Sure, he didn’t study. He got distracted. Maybe he had a rough morning without breakfast.
One student failing is an individual issue.
But if 70 kids fail the test, suddenly the story changes, doesn’t it?
At that point, it’s not the students.
It’s the teacher. It’s the lesson plan. It’s the way the entire class is being set up.
A single failure is a personal problem; mass failure is a systemic problem.
And that brings us to obesity.
A Harsh Reality: America Is Failing the Test
Indiana’s adult obesity rate sits around 37–40%, depending on the data set.
Greene County is even higher — roughly 40.4% by recent estimates.
Let’s cut the polite language:
When almost half of Hoosiers are obese, and nearly 70% are at least overweight, this isn’t bad luck or bad willpower.
This is systemic failure, no different than a classroom where most of the students bomb the exam.
But… who’s the teacher in this mess?
Not the people struggling. Not the individuals trying to lose weight while juggling jobs, stress, bills, and the daily grind.
The “teacher,” in this case, is a collection of powerful forces that determine what we eat, how we live, and what choices even exist. Let’s try a few on for fit, okay?
1. The Food Industry
Foods designed for addiction and overconsumption. Salt, sugar, fat — engineered to keep you eating. Dopamine buttons built into every bite. This isn’t accidental; it’s intentional. It’s great for the bottom-line profits.
2. Government Subsidies and Policy
Corn, soy, wheat — all subsidized. Fresh produce? Not so much.
The system literally makes junk food cheaper than healthy options. Yeah, that one hurts.
3. American Work Culture
Long hours, short breaks, chronic stress, and no time to cook properly before, in-between, or after.
Fast-food becomes survival food.
4. Healthcare That Treats Symptoms, Not Causes
Pills for the blood pressure. Pills for the diabetes. But very little focus on true prevention or nutrition.
It’s good to have repeat customers, too, no?
5. Urban Planning That Encourages Sedentary Living
No long stretches of sidewalks. No walkable neighborhoods. No recreation infrastructure. Oh, that guys walking? He must not have much. Poor guy!
A ready-built environment that quietly says, “Drive everywhere, move less.”
6. Marketing and Messaging
Billions spent convincing us that eating junk is normal, fun, American, and “value.” Do you know how much McDonalds or Pepsi spends in advertising per day? Look it up online! I won’t deny you that eye-opening moment.
Add all of this up, and the test is rigged long before anyone sits down to take it or even sharpen a pencil.
Hoosier Reality
Here in small-town Indiana — Linton, Bloomfield, Dugger, Worthington, Jasonville — the struggle is magnified.
Healthy food is harder to find. Walking anywhere is nearly impossible. Stress runs high, wages run low, and time runs thin.
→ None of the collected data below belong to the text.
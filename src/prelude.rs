pub use crate::error::{
  HalaSceneError,
  HalaSceneErrorKind,
};
pub use crate::config::HalaImportConfig;
pub use crate::scene::{
  HalaAttributeInfo,
  HalaFace,
  HalaMeshInfo,
  HalaNode,
  HalaVertexAttribType,
  INVALID_INDEX,
  HalaLayoutPlanner,
  HalaSceneStorage,
  HalaSceneStorageBuilder,
};
pub use crate::scene::cpu::{
  HalaMeshId,
  HalaNodeId,
  HalaScene,
  HalaSkinChannel,
  HalaSourceFace,
  HalaSourceMesh,
  HalaSourceNode,
  HalaVertexChannel,
};
pub use crate::scene::loader::{
  HalaGltfLoader,
  HalaSceneImporter,
};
We’re not dealing with individuals “failing the test.” We’re dealing with a classroom where the curriculum is broken.
Why This Matters
Obesity is tied to:
- high blood pressure
- heart disease diabetes
- joint deterioration
- early mortality
- do I need to go on?
And it affects working families the most: the coal miner’s grandson, the CNA at the nursing home, the single mom doing hair out of her kitchen, the small-business owner running two jobs to keep the lights on and the kids in dance lessons.
This isn’t laziness; it’s survival under pressure.
The Quiet, Obvious Truth
If up to 70% of Americans are struggling with weight, then the problem isn’t 70% of Americans.
The problem is the teachers:
The systems.
The incentives.
The environment.
And unlike a classroom, we can’t transfer schools. We have to fix this one from the inside.
A Closing Thought
Every Hoosier deserves a fighting chance at health, not a rigged test. Recognizing who the real “teacher” is — and how the lesson is stacked — is the first step toward changing things. Because when a community understands the game, it can finally stop blaming itself for losing.